Enterprise Power on a Budget: My APC SMT1500RM2U Refurb (2/2)
Introduction
While the UPS was refurbished, there was still much work to be done. Just because the batteries operated doesn’t mean that they are in good condition.
Intital Runtime Test
Through the UPS front panel, I initiated a runtime test. This test only ended in dismay as the test only ran for 90 seconds before the battery hit 40% and the test ended. What the hell happened?

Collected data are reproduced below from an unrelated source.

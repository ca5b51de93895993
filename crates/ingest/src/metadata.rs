//! Identity resolution from yt-dlp metadata.

use std::path::Path;
use std::time::Duration;

use serde::Deserialize;
use tracing::{debug, warn};

use crate::error::AcquisitionError;
use crate::process::run_tool;
use crate::types::VideoIdentity;

#[derive(Debug, Deserialize)]
struct InfoJson {
    id: Option<serde_json::Value>,
    title: Option<String>,
}

/// Fetch the platform's JSON description of `url` without downloading it.
pub async fn probe_metadata(
    ytdlp: &Path,
    url: &str,
    timeout: Duration,
) -> Result<Vec<u8>, AcquisitionError> {
    let args = [
        "--dump-single-json",
        "--skip-download",
        "--no-playlist",
        "--no-warnings",
        url,
    ];
    let stdout = run_tool(ytdlp, &args, url, timeout).await?;
    debug!(url, bytes = stdout.len(), "probed video metadata");
    Ok(stdout)
}

/// Fallback identifier derived from the downloaded file name.
pub fn stem_id(path: &Path) -> String {
    path.file_stem()
        .map(|s| s.to_string_lossy().into_owned())
        .filter(|s| !s.is_empty())
        .unwrap_or_else(|| "unknown".to_string())
}

/// Build an identity from `--dump-single-json` output.
///
/// Missing, empty or unreadable ids fall back to the file stem; a missing
/// title stays `None`.
pub fn identity_from_info(url: &str, info: Option<&[u8]>, file: &Path) -> VideoIdentity {
    let parsed = info.and_then(|bytes| match serde_json::from_slice::<InfoJson>(bytes) {
        Ok(info) => Some(info),
        Err(e) => {
            warn!(url, error = %e, "unreadable video metadata");
            None
        }
    });
    let (id, title) = match parsed {
        Some(info) => (info.id.and_then(id_string), info.title),
        None => (None, None),
    };
    VideoIdentity {
        id: id.unwrap_or_else(|| stem_id(file)),
        url: url.to_string(),
        title,
    }
}

fn id_string(value: serde_json::Value) -> Option<String> {
    let id = match value {
        serde_json::Value::String(s) => s,
        serde_json::Value::Number(n) => n.to_string(),
        _ => return None,
    };
    let id = id.trim().to_string();
    (!id.is_empty()).then_some(id)
}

My immediate thought was that the batteries were dead. If that was the case, I was in for an exercise of returning them to the distributor and having to order more. Even worse, delaying the process would mean I would be without a UPS for a while.
Creating a new way to test
If I had to return them, or diagnose the true issue at hand, I had to devise a way to get a extremely verbose log of the UPS. Unfortunately, through PowerChute Serial Shutdown (APC’s latest program to manage their UPSes) or through the network management card, I was unable to get a verbose log of the UPS. This started a long journey of creating my own path forward.
Research
The official APC software was a dead end. PowerChute, despite its promising name, offered no way to get the verbose, second-by-second data I needed. It was like trying to diagnose a patient’s fever with a calendar instead of a thermometer. I needed a direct line into the UPS’s firmware, and it became apparent that I’d have to build that connection myself.
As mentioned in a few places in this blog, I am a big fan of using python scripts. Such a great language! Python would be a perfect fit for this task. My theory was simple: if I could coax a continuous stream of data out of the UPS, a Python script could act as a translator, catching the raw information and logging it neatly into a .csv file. With that, I could chart, analyze, and finally uncover the truth about my batteries.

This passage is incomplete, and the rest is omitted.